::: Input :::
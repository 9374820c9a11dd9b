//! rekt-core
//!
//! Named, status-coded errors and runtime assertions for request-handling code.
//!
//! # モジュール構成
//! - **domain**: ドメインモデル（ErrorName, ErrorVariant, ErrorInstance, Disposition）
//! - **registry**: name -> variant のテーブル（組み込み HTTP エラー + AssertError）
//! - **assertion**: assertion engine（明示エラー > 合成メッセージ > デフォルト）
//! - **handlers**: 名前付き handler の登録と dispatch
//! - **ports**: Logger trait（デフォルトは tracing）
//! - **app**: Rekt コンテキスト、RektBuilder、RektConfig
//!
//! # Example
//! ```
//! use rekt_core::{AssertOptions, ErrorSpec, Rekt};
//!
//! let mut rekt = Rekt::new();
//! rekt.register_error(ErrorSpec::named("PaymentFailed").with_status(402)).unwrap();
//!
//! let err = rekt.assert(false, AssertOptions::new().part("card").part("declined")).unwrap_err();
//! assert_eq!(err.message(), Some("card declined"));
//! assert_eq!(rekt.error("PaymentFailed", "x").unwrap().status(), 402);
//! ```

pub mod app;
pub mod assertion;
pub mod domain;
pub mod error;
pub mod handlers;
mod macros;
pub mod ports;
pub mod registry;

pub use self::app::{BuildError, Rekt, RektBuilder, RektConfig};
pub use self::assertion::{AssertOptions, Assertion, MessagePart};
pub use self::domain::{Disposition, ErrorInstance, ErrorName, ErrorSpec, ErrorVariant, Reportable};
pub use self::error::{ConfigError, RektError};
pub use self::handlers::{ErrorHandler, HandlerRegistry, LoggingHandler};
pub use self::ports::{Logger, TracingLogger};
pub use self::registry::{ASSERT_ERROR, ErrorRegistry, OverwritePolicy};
:::
::: Input :::
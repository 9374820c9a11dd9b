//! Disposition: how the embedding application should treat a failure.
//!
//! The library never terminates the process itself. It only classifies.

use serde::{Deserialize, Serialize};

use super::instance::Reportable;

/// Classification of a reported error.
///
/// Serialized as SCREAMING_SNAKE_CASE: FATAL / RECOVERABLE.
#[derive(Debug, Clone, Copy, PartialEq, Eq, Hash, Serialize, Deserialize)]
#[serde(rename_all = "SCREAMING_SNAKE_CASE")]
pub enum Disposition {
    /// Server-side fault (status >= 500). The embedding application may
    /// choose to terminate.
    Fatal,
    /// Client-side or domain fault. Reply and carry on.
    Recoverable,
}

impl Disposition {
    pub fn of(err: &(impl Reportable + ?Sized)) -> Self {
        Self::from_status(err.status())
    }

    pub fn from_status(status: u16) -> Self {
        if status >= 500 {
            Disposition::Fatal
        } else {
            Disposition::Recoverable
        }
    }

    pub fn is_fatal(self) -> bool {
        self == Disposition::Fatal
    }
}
:::
::: Input :::
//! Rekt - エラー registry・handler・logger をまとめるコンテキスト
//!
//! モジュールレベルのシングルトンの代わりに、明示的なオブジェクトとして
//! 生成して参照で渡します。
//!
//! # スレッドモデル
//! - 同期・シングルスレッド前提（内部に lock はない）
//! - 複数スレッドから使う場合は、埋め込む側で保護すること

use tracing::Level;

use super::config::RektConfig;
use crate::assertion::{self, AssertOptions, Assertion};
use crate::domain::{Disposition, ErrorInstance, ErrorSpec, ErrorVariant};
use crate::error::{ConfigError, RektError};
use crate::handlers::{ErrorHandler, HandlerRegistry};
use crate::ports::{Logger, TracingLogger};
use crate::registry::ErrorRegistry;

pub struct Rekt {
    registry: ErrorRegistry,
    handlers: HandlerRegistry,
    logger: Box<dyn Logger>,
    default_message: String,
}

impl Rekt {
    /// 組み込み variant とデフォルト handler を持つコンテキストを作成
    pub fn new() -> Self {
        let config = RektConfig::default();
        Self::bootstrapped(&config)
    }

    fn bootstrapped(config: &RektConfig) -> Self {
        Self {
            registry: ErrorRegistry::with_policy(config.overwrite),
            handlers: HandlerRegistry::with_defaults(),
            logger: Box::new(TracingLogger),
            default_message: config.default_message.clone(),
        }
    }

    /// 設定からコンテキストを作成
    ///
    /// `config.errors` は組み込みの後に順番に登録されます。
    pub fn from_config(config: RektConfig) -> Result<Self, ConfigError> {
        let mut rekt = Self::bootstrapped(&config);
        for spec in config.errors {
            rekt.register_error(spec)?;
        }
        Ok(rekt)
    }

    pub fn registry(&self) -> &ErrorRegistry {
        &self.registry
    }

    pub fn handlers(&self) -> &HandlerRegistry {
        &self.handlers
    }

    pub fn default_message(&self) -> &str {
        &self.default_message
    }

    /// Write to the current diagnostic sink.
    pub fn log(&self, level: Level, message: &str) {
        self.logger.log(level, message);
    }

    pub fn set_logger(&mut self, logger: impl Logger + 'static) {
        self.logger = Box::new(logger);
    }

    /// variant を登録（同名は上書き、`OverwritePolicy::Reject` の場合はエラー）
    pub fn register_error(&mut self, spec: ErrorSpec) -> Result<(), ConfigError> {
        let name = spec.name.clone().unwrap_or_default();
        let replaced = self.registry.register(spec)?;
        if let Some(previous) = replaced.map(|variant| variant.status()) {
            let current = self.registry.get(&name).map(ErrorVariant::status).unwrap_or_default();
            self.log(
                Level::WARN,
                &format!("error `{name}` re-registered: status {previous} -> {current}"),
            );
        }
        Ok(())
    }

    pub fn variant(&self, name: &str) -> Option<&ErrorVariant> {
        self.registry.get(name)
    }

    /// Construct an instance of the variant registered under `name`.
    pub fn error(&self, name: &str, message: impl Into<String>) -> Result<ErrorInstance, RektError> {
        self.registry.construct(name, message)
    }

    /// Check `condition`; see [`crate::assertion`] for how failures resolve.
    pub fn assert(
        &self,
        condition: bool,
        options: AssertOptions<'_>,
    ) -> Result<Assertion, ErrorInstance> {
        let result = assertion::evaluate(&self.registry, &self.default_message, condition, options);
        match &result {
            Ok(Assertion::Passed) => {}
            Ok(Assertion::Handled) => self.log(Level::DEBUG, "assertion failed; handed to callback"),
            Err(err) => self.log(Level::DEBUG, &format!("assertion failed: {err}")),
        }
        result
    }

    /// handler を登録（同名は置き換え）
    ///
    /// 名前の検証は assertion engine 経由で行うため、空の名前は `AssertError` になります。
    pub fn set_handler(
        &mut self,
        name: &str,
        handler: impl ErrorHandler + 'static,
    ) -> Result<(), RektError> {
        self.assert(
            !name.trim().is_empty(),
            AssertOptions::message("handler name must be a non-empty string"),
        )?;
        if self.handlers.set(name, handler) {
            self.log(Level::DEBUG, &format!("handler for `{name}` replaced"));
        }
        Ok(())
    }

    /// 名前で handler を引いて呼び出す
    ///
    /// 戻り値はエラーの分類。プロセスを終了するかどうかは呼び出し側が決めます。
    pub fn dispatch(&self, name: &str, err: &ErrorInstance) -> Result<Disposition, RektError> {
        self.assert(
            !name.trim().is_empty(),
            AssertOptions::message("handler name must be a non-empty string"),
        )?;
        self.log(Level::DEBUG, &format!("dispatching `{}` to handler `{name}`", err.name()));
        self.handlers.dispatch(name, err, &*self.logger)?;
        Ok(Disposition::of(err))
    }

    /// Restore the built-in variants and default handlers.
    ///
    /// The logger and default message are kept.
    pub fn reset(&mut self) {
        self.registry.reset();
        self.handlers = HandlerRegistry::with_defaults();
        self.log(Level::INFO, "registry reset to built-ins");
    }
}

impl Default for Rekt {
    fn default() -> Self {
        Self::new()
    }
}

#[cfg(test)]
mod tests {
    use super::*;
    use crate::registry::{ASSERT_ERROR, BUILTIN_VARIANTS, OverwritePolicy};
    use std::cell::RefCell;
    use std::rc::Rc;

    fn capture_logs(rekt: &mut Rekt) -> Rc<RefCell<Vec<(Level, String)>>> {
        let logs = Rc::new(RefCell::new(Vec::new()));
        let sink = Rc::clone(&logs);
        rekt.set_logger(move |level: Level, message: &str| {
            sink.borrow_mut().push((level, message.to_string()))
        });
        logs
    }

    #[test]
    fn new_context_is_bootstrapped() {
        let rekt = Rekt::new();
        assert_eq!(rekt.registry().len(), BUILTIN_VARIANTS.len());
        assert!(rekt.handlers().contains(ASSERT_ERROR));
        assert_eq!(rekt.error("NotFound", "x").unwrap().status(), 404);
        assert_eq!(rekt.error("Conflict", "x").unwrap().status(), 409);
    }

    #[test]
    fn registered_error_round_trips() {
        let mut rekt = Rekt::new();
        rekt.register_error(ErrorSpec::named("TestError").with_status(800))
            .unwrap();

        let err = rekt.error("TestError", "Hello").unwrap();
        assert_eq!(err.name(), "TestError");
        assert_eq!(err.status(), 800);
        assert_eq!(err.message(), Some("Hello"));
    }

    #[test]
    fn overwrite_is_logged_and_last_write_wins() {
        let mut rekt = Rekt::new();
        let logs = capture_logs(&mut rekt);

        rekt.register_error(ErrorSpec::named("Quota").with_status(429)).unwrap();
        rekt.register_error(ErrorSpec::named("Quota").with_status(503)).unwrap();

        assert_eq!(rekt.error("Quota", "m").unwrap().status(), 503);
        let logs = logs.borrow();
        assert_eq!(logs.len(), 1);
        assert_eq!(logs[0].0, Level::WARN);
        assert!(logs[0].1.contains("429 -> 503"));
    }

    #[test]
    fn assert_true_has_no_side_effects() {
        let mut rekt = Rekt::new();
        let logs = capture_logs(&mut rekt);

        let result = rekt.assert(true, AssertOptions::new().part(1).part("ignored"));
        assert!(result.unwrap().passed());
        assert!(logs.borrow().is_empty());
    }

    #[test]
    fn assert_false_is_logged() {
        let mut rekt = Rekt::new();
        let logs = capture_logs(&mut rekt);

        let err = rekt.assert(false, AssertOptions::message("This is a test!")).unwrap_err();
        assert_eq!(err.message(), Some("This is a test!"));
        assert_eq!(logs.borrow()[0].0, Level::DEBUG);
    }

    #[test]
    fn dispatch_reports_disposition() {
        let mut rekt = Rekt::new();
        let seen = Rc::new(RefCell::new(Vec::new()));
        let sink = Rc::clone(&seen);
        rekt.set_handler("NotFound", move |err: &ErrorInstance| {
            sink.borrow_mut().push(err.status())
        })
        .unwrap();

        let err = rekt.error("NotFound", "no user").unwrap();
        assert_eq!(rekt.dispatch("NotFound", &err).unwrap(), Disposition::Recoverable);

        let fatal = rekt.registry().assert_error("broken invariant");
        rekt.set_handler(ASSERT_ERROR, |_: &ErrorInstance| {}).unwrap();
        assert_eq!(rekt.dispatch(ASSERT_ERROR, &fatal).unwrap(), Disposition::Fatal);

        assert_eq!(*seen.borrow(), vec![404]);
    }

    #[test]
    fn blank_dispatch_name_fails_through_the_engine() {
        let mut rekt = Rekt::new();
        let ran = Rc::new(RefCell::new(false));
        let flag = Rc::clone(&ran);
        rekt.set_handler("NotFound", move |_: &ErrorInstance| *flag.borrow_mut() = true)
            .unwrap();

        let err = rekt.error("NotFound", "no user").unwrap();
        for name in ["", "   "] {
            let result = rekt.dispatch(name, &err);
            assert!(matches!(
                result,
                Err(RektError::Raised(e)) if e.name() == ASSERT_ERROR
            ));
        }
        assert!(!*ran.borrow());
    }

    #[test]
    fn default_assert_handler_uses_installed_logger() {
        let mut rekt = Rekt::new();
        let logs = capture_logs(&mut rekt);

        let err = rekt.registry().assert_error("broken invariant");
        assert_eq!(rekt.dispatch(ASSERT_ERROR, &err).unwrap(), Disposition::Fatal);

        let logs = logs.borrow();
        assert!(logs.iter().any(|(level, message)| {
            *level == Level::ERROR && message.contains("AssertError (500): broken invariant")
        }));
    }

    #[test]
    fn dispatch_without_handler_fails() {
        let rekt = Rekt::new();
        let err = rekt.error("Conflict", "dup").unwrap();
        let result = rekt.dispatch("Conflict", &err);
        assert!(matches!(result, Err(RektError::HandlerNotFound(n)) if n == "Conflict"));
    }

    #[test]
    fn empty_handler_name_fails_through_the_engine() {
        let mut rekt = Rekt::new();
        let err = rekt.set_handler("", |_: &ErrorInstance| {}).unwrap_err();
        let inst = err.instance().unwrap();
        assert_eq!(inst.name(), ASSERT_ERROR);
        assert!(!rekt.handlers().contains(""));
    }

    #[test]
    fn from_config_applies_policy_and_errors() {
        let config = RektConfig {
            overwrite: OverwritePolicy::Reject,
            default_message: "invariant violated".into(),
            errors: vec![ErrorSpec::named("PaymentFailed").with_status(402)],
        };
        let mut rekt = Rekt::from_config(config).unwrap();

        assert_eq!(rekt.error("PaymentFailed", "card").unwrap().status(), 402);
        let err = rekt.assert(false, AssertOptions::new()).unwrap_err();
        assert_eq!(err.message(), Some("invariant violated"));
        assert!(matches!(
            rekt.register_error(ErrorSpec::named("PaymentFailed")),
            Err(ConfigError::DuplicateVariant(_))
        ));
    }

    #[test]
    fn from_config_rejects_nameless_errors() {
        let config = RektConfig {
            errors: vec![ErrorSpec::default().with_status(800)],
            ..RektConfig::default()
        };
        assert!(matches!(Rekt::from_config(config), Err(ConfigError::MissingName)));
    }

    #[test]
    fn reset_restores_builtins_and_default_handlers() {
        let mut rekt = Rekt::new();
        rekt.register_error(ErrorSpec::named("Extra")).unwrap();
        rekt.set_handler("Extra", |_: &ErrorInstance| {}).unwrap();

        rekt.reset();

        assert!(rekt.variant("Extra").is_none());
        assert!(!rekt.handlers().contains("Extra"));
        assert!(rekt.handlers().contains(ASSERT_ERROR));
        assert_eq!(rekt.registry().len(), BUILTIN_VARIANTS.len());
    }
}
:::
- Aim of the task
Return, word for word, the lines of the data above from the line with "pub fn new()" through the line with "Construct an instance", inclusive.

- Solution for this exercise
    pub fn new() -> Self {
        let config = RektConfig::default();
        Self::bootstrapped(&config)
    }

    fn bootstrapped(config: &RektConfig) -> Self {
        Self {
            registry: ErrorRegistry::with_policy(config.overwrite),
            handlers: HandlerRegistry::with_defaults(),
            logger: Box::new(TracingLogger),
            default_message: config.default_message.clone(),
        }
    }

    /// 設定からコンテキストを作成
    ///
    /// `config.errors` は組み込みの後に順番に登録されます。
    pub fn from_config(config: RektConfig) -> Result<Self, ConfigError> {
        let mut rekt = Self::bootstrapped(&config);
        for spec in config.errors {
            rekt.register_error(spec)?;
        }
        Ok(rekt)
    }

    pub fn registry(&self) -> &ErrorRegistry {
        &self.registry
    }

    pub fn handlers(&self) -> &HandlerRegistry {
        &self.handlers
    }

    pub fn default_message(&self) -> &str {
        &self.default_message
    }

    /// Write to the current diagnostic sink.
    pub fn log(&self, level: Level, message: &str) {
        self.logger.log(level, message);
    }

    pub fn set_logger(&mut self, logger: impl Logger + 'static) {
        self.logger = Box::new(logger);
    }

    /// variant を登録（同名は上書き、`OverwritePolicy::Reject` の場合はエラー）
    pub fn register_error(&mut self, spec: ErrorSpec) -> Result<(), ConfigError> {
        let name = spec.name.clone().unwrap_or_default();
        let replaced = self.registry.register(spec)?;
        if let Some(previous) = replaced.map(|variant| variant.status()) {
            let current = self.registry.get(&name).map(ErrorVariant::status).unwrap_or_default();
            self.log(
                Level::WARN,
                &format!("error `{name}` re-registered: status {previous} -> {current}"),
            );
        }
        Ok(())
    }

    pub fn variant(&self, name: &str) -> Option<&ErrorVariant> {
        self.registry.get(name)
    }

    /// Construct an instance of the variant registered under `name`.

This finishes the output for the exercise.